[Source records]
###

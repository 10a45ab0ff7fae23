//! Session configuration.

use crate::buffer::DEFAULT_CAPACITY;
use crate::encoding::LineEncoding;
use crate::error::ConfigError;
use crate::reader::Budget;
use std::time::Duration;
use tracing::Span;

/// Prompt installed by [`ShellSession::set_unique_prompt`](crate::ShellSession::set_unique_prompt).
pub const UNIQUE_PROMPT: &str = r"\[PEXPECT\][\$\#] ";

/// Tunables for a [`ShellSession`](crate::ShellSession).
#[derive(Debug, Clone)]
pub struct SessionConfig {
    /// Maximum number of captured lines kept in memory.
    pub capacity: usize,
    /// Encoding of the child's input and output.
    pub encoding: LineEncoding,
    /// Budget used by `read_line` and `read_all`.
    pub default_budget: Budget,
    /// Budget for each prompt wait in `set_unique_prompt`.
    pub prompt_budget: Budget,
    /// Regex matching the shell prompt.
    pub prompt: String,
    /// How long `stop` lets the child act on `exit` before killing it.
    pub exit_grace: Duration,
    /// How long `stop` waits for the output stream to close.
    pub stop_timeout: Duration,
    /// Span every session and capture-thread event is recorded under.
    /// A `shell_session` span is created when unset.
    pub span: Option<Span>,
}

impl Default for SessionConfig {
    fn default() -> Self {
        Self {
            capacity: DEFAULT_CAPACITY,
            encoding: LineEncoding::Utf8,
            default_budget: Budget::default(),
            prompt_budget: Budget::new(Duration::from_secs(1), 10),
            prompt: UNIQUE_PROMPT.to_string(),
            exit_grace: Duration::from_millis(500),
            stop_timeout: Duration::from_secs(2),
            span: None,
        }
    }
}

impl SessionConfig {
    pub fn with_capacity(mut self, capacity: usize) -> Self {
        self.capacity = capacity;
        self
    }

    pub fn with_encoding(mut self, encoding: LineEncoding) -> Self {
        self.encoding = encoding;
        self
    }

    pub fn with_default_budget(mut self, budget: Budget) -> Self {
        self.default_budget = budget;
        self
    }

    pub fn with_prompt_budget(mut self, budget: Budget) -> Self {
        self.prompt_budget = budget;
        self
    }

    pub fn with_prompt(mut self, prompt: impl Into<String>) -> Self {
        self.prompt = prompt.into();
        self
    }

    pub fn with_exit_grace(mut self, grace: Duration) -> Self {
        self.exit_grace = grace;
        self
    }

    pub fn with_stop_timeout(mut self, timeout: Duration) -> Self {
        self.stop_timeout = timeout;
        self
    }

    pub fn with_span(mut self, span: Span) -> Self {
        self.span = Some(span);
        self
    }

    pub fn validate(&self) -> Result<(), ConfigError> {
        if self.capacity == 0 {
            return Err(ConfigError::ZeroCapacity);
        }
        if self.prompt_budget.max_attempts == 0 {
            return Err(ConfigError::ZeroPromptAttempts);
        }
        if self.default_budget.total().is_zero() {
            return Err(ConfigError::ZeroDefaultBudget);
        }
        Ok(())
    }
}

###

• _Work item_:
Copy out the lines above exactly, beginning at the one that contains "impl Default for" and ending at the one that contains "self.span = Some(span);".

• _Response_:
impl Default for SessionConfig {
    fn default() -> Self {
        Self {
            capacity: DEFAULT_CAPACITY,
            encoding: LineEncoding::Utf8,
            default_budget: Budget::default(),
            prompt_budget: Budget::new(Duration::from_secs(1), 10),
            prompt: UNIQUE_PROMPT.to_string(),
            exit_grace: Duration::from_millis(500),
            stop_timeout: Duration::from_secs(2),
            span: None,
        }
    }
}

impl SessionConfig {
    pub fn with_capacity(mut self, capacity: usize) -> Self {
        self.capacity = capacity;
        self
    }

    pub fn with_encoding(mut self, encoding: LineEncoding) -> Self {
        self.encoding = encoding;
        self
    }

    pub fn with_default_budget(mut self, budget: Budget) -> Self {
        self.default_budget = budget;
        self
    }

    pub fn with_prompt_budget(mut self, budget: Budget) -> Self {
        self.prompt_budget = budget;
        self
    }

    pub fn with_prompt(mut self, prompt: impl Into<String>) -> Self {
        self.prompt = prompt.into();
        self
    }

    pub fn with_exit_grace(mut self, grace: Duration) -> Self {
        self.exit_grace = grace;
        self
    }

    pub fn with_stop_timeout(mut self, timeout: Duration) -> Self {
        self.stop_timeout = timeout;
        self
    }

    pub fn with_span(mut self, span: Span) -> Self {
        self.span = Some(span);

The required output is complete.